"""
Membership Inference Attack via Correspondence (MIA-C)

A minimal implementation for ICLR paper submission demonstrating
correspondence-based membership inference attacks on data curation.

This code illustrates the core attack methodology without production dependencies.
"""

import numpy as np
from typing import Dict, Tuple, Optional
from sklearn.metrics import roc_curve, auc


def find_optimal_correspondences(
    target_embeddings: np.ndarray,
    pool_embeddings: np.ndarray,
    k_candidates: int = 50,
    alpha: float = 0.5,
    use_gpu: bool = False
) -> Dict:
    """
    Find optimal correspondences between target and pool embeddings using FAISS.

    Args:
        target_embeddings: Target dataset embeddings (n_targets, d)
        pool_embeddings: Pool candidate embeddings (n_pool, d)
        k_candidates: Number of nearest neighbors to consider per target
        alpha: Balance between attraction (α) and repulsion (1-α)
        use_gpu: Use GPU acceleration if available

    Returns:
        Dict with correspondences, scores, and metrics
    """
    try:
        import faiss
    except ImportError:
        raise ImportError("FAISS is required but not installed")

    n_targets, d = target_embeddings.shape
    n_pool = len(pool_embeddings)

    # Build FAISS index
    if use_gpu and faiss.get_num_gpus() > 0:
        index = faiss.IndexFlatIP(d)
        index = faiss.index_cpu_to_gpu(faiss.StandardGpuResources(), 0, index)
    else:
        index = faiss.IndexFlatIP(d)

    index.add(pool_embeddings.astype(np.float32))

    # Find k nearest neighbors for each target
    similarities, neighbors = index.search(target_embeddings.astype(np.float32), k_candidates)

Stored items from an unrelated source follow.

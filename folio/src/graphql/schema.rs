// SPDX-License-Identifier: AGPL-3.0-or-later

//! Build and manage the GraphQL schema derived from the content configuration.
use std::collections::HashSet;
use std::fmt;
use std::sync::Arc;

use async_graphql::dynamic::Schema;
use async_graphql::{Request, Response};
use dynamic_graphql::internal::Registry;
use log::{debug, info};
use tokio::sync::RwLock;

use crate::adapter::DatabaseAdapter;
use crate::collections::{sanitize_collection, sanitize_global};
use crate::config::Configuration;
use crate::errors::SchemaError;
use crate::graphql::builders::{
    build_access_type, build_locale_types, BuildContext, RelationTarget,
};
use crate::graphql::complexity::{ComplexityLimit, ComplexityTable};
use crate::graphql::constants::{
    ACCESS_QUERY, ACCESS_TYPE, FALLBACK_LOCALE_INPUT_TYPE, LOCALE_INPUT_TYPE, MUTATION, QUERY,
};
use crate::graphql::entities::{
    register_collection, register_global, CollectionEntity, GlobalEntity, GraphParts,
};
use crate::graphql::input_values::{
    BooleanOperator, DateOperator, JsonOperator, NumberOperator, PointOperator, RelationOperator,
    TextOperator,
};
use crate::graphql::naming::NameTable;
use crate::graphql::registry::TypeRegistry;
use crate::graphql::resolvers::{to_enum, to_input, to_object, to_union, ArgumentEnums};
use crate::graphql::root::RootFields;
use crate::graphql::scalars::{DateTimeScalar, JsonScalar};
use crate::graphql::types::{
    EnumType, GqlType, InputObjectType, NamedType, ObjectType, OutputField,
};
use crate::operations::{Operation, SharedOperationHandler};

/// Suffix of enums naming the target collection in polymorphic relationship inputs.
const RELATION_INPUT_ENUM_SUFFIX: &str = "RelationshipInputRelationTo";
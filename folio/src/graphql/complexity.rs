// SPDX-License-Identifier: AGPL-3.0-or-later

//! Rejects queries exceeding a complexity ceiling before they get executed.
//!
//! The complexity of a selected field is its estimate plus the complexity of its sub-selection.
//! Relationship fields are estimated higher than plain values as resolving them usually means
//! loading more documents.
use std::collections::{HashMap, HashSet};
use std::sync::Arc;

use async_graphql::extensions::{Extension, ExtensionContext, ExtensionFactory, NextParseQuery};
use async_graphql::parser::types::{
    ExecutableDocument, FragmentDefinition, OperationType, Selection, SelectionSet,
};
use async_graphql::{Name, Positioned, ServerError, ServerResult, Variables};
use log::debug;

use crate::graphql::constants::{DEFAULT_COMPLEXITY, MUTATION, QUERY};
use crate::graphql::types::ObjectType;

/// Error message of rejected queries.
pub const COMPLEXITY_ERROR: &str = "Query is too complex";

#[derive(Debug, Clone)]
struct FieldCost {
    /// Named type of the field.
    child: String,

    /// Estimate of the field itself.
    cost: usize,
}

/// Complexity estimates of all object fields, keyed by type and field name.
#[derive(Debug, Clone, Default)]
pub struct ComplexityTable {
    types: HashMap<String, HashMap<String, FieldCost>>,
}

impl ComplexityTable {
    /// Collects the estimates of the given object types.
    pub fn new<'a>(objects: impl IntoIterator<Item = &'a ObjectType>) -> Self {
        let types = objects
            .into_iter()
            .map(|object| {
                let fields = object
                    .fields
                    .iter()
                    .map(|field| {
                        (
                            field.name.clone(),
                            FieldCost {
                                child: field.ty.name.clone(),
                                cost: field.complexity,
                            },
                        )
                    })
                    .collect();
                (object.name.clone(), fields)
            })
            .collect();

        Self { types }
    }

    /// Returns the complexity of the most expensive operation in the document.
    ///
    /// Walking the document stops as soon as the complexity exceeds `limit`, the returned value is
    /// then larger than `limit` but not necessarily the full complexity.
    pub fn document_complexity(&self, document: &ExecutableDocument, limit: usize) -> usize {
        let mut walk = ComplexityWalk {
            table: self,
            fragments: &document.fragments,
            fragment_costs: HashMap::new(),
            visiting: HashSet::new(),
            limit,
        };

        let mut max = 0;
        for (_, operation) in document.operations.iter() {
            let root = match operation.node.ty {
                OperationType::Query => QUERY,
                OperationType::Mutation => MUTATION,
                OperationType::Subscription => continue,
            };

            max = max.max(walk.selection(root, &operation.node.selection_set.node));
            if max > limit {
                break;
            }
        }

        max
    }

    fn field_cost(&self, type_name: &str, field: &str) -> Option<&FieldCost> {
        self.types.get(type_name).and_then(|fields| fields.get(field))
    }
}

/// State of one walk over a document.
///
/// Fragments are evaluated once, spreading the same fragment again reuses its cost.
struct ComplexityWalk<'a> {
    table: &'a ComplexityTable,
    fragments: &'a HashMap<Name, Positioned<FragmentDefinition>>,
    fragment_costs: HashMap<Name, usize>,
    visiting: HashSet<Name>,
    limit: usize,
}

impl<'a> ComplexityWalk<'a> {
    fn selection(&mut self, type_name: &str, selection_set: &SelectionSet) -> usize {
        let table = self.table;
        let mut total: usize = 0;

        for selection in &selection_set.items {
            let cost = match &selection.node {
                Selection::Field(field) => {
                    let name = field.node.name.node.as_str();

                    // Introspection is free
                    if name.starts_with("__") {
                        continue;
                    }

                    let (child, cost) = match table.field_cost(type_name, name) {
                        Some(field_cost) => (field_cost.child.as_str(), field_cost.cost),
                        None => ("", DEFAULT_COMPLEXITY),
                    };

                    cost.saturating_add(self.selection(child, &field.node.selection_set.node))
                }
                Selection::FragmentSpread(spread) => self.fragment(&spread.node.fragment_name.node),
                Selection::InlineFragment(fragment) => {
                    let on = fragment
                        .node
                        .type_condition
                        .as_ref()
                        .map(|condition| condition.node.on.node.as_str())
                        .unwrap_or(type_name);

                    self.selection(on, &fragment.node.selection_set.node)
                }
            };

            total = total.saturating_add(cost);
            if total > self.limit {
                break;
            }
        }

        total
    }

    fn fragment(&mut self, name: &Name) -> usize {
        if let Some(cost) = self.fragment_costs.get(name) {
            return *cost;
        }

        // Fragment cycles are invalid, they are rejected during validation
        if !self.visiting.insert(name.clone()) {
            return 0;
        }

        let fragments = self.fragments;
        let cost = match fragments.get(name) {
            Some(fragment) => self.selection(
                fragment.node.type_condition.node.on.node.as_str(),
                &fragment.node.selection_set.node,
            ),
            None => 0,
        };

        self.visiting.remove(name);
        self.fragment_costs.insert(name.clone(), cost);

        cost
    }
}

/// Extension rejecting queries with a complexity above `max_complexity`.
pub struct ComplexityLimit {
    table: Arc<ComplexityTable>,
    max_complexity: usize,
}

impl ComplexityLimit {
    /// Returns the extension for the given estimates and ceiling.
    pub fn new(table: ComplexityTable, max_complexity: usize) -> Self {
        Self {
            table: Arc::new(table),
            max_complexity,
        }
    }
}

impl ExtensionFactory for ComplexityLimit {
    fn create(&self) -> Arc<dyn Extension> {
        Arc::new(ComplexityLimitExtension {
            table: self.table.clone(),
            max_complexity: self.max_complexity,
        })
    }
}

struct ComplexityLimitExtension {
    table: Arc<ComplexityTable>,
    max_complexity: usize,
}

#[async_trait::async_trait]
impl Extension for ComplexityLimitExtension {
    async fn parse_query(
        &self,
        ctx: &ExtensionContext<'_>,
        query: &str,
        variables: &Variables,
        next: NextParseQuery<'_>,
    ) -> ServerResult<ExecutableDocument> {
        let document = next.run(ctx, query, variables).await?;

        let complexity = self.table.document_complexity(&document, self.max_complexity);
        if complexity > self.max_complexity {
            debug!(
                "Reject query with complexity {} above {}",
                complexity, self.max_complexity
            );
            return Err(ServerError::new(COMPLEXITY_ERROR, None));
        }

        Ok(document)
    }
}
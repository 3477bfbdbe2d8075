// SPDX-License-Identifier: AGPL-3.0-or-later

//! # folio
//!
//! Derives a GraphQL schema from a declarative content model. Every collection and global of a
//! [`Configuration`] is turned into output, input and filter types, root query and mutation
//! fields and resolver bindings which dispatch to a single [`OperationHandler`].
//!
//! ```text
//! Configuration ─▶ SchemaBuilder ─▶ TypeGraph ─▶ async_graphql::dynamic::Schema ─▶ HTTP
//! ```
#![warn(
    missing_copy_implementations,
    missing_debug_implementations,
    missing_docs,
    trivial_casts,
    trivial_numeric_casts,
    unsafe_code,
    unstable_features,
    unused_import_braces,
    unused_qualifications
)]

pub mod adapter;
pub mod collections;
mod config;
mod errors;
pub mod fields;
pub mod graphql;
mod http;
pub mod operations;

#[cfg(test)]
mod test_utils;

pub use crate::adapter::{DatabaseAdapter, IdType};
pub use crate::config::{Configuration, GraphQLConfig, LocalizationConfig};
pub use crate::errors::{OperationError, SchemaError};
pub use crate::graphql::{
    build_schema, CustomOperations, GraphQLSchemaManager, SchemaBuilder, TypeGraph,
};
pub use crate::http::{build_server, http_service, HttpServiceContext};
pub use crate::operations::{
    EntityKind, EntityRef, Operation, OperationHandler, OperationRequest, RequestAuth,
    SharedOperationHandler,
};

    # Compute attraction scores (similarity to each target's neighbors)
    attraction_scores = np.zeros(n_pool)
    for i in range(n_targets):
        for j, pool_idx in enumerate(neighbors[i]):
            attraction_scores[pool_idx] += similarities[i, j]

    # Compute repulsion scores (average similarity to all other targets)
    all_similarities, _ = index.search(target_embeddings.astype(np.float32), n_pool)
    repulsion_scores = np.mean(all_similarities, axis=0)

    # Combined correspondence score: α * attraction + (1-α) * (-repulsion)
    correspondence_scores = alpha * attraction_scores + (1 - alpha) * (-repulsion_scores)

    # Select best correspondence for each target
    correspondences = np.zeros(n_targets, dtype=int)
    selected_scores = np.zeros(n_targets)

    for i in range(n_targets):
        # Among this target's k candidates, pick the one with highest overall score
        candidate_indices = neighbors[i]
        candidate_scores = correspondence_scores[candidate_indices]
        best_idx = np.argmax(candidate_scores)
        correspondences[i] = candidate_indices[best_idx]
        selected_scores[i] = candidate_scores[best_idx]

    return {
        "correspondences": correspondences,
        "scores": selected_scores,
        "attraction_scores": attraction_scores,
        "repulsion_scores": repulsion_scores,
        "unique_correspondences": len(np.unique(correspondences)),
        "total_candidates": k_candidates * n_targets
    }


def compute_baseline_rankings(pool_embeddings: np.ndarray, target_embeddings: np.ndarray) -> np.ndarray:
    """
    Compute baseline percentile rankings for pool samples against targets.

    Args:
        pool_embeddings: Pool embeddings (n_pool, d)
        target_embeddings: Target embeddings (n_targets, d)

    Returns:
        Baseline percentile rankings for each pool sample (0-100)
    """
    # Compute similarities: targets @ pool.T -> (n_targets, n_pool)
    similarities = np.dot(target_embeddings, pool_embeddings.T)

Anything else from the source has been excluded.